> _TASK REQUIREMENTS_
Word for word, restate the entries below from their first line through the line that contains "fn logpaddle(config_dir: &std::path::Path, args: &[&str])".

> _MATERIAL SHOWN_
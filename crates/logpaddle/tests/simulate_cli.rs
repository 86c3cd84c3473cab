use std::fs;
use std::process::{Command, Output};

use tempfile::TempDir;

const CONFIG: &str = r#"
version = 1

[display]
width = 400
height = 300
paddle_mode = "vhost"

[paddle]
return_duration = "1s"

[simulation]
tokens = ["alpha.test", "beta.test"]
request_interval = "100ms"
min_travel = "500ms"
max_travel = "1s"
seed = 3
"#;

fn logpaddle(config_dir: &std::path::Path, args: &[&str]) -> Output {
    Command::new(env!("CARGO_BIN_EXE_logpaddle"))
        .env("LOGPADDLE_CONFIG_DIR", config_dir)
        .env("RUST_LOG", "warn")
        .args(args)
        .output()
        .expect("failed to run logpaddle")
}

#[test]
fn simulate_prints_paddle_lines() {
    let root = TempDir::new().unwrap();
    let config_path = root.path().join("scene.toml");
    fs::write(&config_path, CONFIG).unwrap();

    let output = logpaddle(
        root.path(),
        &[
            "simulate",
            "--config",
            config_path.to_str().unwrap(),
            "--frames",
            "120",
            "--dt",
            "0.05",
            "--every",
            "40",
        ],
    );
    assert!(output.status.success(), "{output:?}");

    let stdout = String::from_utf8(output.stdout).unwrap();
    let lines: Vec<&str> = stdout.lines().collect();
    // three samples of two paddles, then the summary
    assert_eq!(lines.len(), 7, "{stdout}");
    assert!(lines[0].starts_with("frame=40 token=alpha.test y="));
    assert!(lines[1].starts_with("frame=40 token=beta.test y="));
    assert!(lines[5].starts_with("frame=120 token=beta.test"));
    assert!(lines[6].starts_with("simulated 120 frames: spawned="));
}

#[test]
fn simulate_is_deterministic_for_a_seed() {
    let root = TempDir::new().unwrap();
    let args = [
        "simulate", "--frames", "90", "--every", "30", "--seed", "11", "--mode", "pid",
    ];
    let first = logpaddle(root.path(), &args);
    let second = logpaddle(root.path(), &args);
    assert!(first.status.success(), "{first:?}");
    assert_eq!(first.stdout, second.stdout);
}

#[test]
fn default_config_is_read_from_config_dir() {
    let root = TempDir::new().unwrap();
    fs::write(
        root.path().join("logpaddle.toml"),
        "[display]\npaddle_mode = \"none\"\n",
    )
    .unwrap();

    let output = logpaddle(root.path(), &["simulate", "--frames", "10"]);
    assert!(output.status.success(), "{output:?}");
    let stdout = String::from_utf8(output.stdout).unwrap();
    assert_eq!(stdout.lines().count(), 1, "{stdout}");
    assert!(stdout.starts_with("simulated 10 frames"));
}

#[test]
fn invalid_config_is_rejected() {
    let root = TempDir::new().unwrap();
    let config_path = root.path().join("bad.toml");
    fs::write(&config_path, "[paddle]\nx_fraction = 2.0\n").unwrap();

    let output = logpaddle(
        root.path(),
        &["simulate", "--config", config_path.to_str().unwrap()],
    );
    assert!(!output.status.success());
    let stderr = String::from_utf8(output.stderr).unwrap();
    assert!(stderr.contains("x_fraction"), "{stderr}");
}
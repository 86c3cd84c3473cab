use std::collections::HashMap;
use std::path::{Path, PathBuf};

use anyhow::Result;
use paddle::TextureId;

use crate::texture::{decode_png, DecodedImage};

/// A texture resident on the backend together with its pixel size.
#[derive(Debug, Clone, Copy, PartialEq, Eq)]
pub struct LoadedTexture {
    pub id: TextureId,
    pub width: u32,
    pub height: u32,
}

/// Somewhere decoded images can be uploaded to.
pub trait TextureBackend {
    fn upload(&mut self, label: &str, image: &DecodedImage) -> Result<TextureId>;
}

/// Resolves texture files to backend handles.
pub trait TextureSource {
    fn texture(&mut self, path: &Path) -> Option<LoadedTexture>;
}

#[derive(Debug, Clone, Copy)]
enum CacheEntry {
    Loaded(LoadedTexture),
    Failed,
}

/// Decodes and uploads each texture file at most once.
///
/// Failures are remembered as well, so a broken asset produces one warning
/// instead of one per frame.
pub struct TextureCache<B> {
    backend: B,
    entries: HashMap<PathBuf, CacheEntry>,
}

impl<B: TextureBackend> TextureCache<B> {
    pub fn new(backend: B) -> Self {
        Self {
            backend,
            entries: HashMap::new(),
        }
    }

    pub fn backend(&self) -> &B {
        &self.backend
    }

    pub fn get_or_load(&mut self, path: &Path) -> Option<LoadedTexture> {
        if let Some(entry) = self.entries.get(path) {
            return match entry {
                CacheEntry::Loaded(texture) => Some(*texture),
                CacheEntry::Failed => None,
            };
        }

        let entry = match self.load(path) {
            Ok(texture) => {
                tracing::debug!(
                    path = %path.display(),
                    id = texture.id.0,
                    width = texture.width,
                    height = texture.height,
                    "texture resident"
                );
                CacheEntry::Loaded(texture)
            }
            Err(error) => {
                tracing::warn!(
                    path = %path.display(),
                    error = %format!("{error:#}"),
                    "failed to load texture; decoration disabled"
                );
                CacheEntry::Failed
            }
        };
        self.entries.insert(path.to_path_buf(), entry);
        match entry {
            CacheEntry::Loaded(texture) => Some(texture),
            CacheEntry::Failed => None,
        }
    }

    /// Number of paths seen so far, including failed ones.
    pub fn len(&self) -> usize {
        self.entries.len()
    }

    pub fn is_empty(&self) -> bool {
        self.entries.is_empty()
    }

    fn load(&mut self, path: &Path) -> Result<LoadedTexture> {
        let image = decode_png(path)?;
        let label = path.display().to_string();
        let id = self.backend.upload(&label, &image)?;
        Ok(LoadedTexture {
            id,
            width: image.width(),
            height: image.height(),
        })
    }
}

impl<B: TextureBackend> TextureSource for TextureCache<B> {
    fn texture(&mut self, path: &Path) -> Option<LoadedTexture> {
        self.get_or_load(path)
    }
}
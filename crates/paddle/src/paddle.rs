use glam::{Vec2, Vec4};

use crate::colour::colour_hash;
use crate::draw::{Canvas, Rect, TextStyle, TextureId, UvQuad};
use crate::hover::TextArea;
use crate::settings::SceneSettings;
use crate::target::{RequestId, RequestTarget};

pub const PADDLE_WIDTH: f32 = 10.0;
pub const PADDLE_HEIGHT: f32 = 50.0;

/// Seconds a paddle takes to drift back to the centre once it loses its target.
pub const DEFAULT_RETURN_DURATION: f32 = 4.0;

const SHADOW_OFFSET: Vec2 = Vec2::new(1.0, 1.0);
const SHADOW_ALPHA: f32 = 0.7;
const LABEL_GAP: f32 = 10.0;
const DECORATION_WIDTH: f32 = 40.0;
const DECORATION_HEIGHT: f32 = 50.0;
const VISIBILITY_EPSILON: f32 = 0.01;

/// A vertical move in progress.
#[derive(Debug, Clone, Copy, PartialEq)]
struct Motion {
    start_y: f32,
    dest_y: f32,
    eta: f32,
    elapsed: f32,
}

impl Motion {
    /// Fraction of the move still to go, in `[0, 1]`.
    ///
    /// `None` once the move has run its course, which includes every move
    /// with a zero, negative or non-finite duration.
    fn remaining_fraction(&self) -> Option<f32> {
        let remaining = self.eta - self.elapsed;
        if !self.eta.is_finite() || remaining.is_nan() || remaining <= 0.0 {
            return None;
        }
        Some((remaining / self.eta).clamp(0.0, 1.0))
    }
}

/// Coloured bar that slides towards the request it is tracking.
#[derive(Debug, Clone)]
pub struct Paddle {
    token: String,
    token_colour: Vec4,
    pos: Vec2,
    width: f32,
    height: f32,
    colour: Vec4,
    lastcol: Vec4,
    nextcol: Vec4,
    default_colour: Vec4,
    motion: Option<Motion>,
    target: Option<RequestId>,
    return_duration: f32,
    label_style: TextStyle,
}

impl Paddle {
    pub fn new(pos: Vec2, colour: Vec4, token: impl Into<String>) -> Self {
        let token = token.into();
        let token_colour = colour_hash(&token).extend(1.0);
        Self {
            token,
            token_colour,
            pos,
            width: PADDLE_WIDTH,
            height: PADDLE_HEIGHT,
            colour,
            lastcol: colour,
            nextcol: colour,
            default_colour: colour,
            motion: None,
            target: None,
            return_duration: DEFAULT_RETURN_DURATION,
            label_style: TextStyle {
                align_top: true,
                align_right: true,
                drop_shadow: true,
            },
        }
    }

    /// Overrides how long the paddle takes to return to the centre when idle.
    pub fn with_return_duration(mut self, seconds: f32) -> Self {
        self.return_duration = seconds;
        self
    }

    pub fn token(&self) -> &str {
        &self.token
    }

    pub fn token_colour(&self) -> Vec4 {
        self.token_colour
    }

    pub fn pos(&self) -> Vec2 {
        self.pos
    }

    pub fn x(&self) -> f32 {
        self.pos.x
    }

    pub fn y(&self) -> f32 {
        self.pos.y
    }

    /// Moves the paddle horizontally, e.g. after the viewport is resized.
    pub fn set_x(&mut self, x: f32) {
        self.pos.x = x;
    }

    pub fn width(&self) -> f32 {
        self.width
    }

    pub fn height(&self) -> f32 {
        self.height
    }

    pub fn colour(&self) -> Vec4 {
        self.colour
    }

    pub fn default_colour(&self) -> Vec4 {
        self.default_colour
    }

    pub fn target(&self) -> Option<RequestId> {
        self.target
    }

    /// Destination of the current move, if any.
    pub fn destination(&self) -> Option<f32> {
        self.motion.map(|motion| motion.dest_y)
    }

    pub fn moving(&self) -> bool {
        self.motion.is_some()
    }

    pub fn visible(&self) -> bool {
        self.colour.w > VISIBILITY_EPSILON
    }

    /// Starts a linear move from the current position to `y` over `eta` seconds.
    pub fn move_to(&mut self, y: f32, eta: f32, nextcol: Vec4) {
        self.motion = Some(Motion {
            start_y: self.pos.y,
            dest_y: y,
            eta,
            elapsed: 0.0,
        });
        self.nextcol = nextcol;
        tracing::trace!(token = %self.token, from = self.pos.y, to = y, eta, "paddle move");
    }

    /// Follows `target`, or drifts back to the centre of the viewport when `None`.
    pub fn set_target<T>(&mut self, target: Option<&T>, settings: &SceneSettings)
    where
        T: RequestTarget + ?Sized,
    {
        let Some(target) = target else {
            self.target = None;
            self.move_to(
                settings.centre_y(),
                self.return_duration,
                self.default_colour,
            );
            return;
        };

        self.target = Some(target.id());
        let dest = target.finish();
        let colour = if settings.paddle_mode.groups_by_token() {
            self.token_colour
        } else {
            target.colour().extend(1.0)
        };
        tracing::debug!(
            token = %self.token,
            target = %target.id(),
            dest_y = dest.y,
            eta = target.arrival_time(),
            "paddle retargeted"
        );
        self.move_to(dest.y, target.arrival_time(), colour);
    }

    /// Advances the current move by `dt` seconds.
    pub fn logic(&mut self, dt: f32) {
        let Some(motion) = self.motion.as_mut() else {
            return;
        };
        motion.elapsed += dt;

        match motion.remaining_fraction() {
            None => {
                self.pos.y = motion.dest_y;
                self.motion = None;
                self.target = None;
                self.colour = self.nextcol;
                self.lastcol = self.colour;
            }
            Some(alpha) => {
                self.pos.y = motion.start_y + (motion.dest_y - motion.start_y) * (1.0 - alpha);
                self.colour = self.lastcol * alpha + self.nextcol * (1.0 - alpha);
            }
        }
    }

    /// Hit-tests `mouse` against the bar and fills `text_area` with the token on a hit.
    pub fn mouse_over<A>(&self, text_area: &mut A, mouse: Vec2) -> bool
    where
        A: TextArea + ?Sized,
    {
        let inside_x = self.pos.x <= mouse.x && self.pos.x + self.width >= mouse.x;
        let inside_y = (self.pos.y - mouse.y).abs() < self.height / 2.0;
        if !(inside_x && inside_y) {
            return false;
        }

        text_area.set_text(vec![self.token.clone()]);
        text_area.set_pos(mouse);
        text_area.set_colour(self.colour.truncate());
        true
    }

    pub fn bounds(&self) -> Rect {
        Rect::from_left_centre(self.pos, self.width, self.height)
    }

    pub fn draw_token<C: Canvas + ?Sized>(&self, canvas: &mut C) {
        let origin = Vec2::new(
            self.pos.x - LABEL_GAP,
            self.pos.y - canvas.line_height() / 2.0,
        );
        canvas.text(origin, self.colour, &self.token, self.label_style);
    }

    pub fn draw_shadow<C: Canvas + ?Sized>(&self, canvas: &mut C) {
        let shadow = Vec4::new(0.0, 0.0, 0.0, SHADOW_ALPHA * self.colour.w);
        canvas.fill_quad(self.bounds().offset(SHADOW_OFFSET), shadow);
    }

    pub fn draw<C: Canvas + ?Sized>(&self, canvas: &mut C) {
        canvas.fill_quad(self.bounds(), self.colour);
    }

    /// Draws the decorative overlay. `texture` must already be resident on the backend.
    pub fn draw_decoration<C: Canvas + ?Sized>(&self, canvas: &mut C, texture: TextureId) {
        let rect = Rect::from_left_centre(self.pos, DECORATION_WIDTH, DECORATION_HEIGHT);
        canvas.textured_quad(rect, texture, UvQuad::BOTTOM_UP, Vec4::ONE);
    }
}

> _SOLUTION TO THE PROBLEM_
filename crates/logpaddle/tests/simulate_cli.rs
repository 86c3cd84c3473cab
use std::fs;
use std::process::{Command, Output};

use tempfile::TempDir;

const CONFIG: &str = r#"
version = 1

[display]
width = 400
height = 300
paddle_mode = "vhost"

[paddle]
return_duration = "1s"

[simulation]
tokens = ["alpha.test", "beta.test"]
request_interval = "100ms"
min_travel = "500ms"
max_travel = "1s"
seed = 3
"#;

fn logpaddle(config_dir: &std::path::Path, args: &[&str]) -> Output {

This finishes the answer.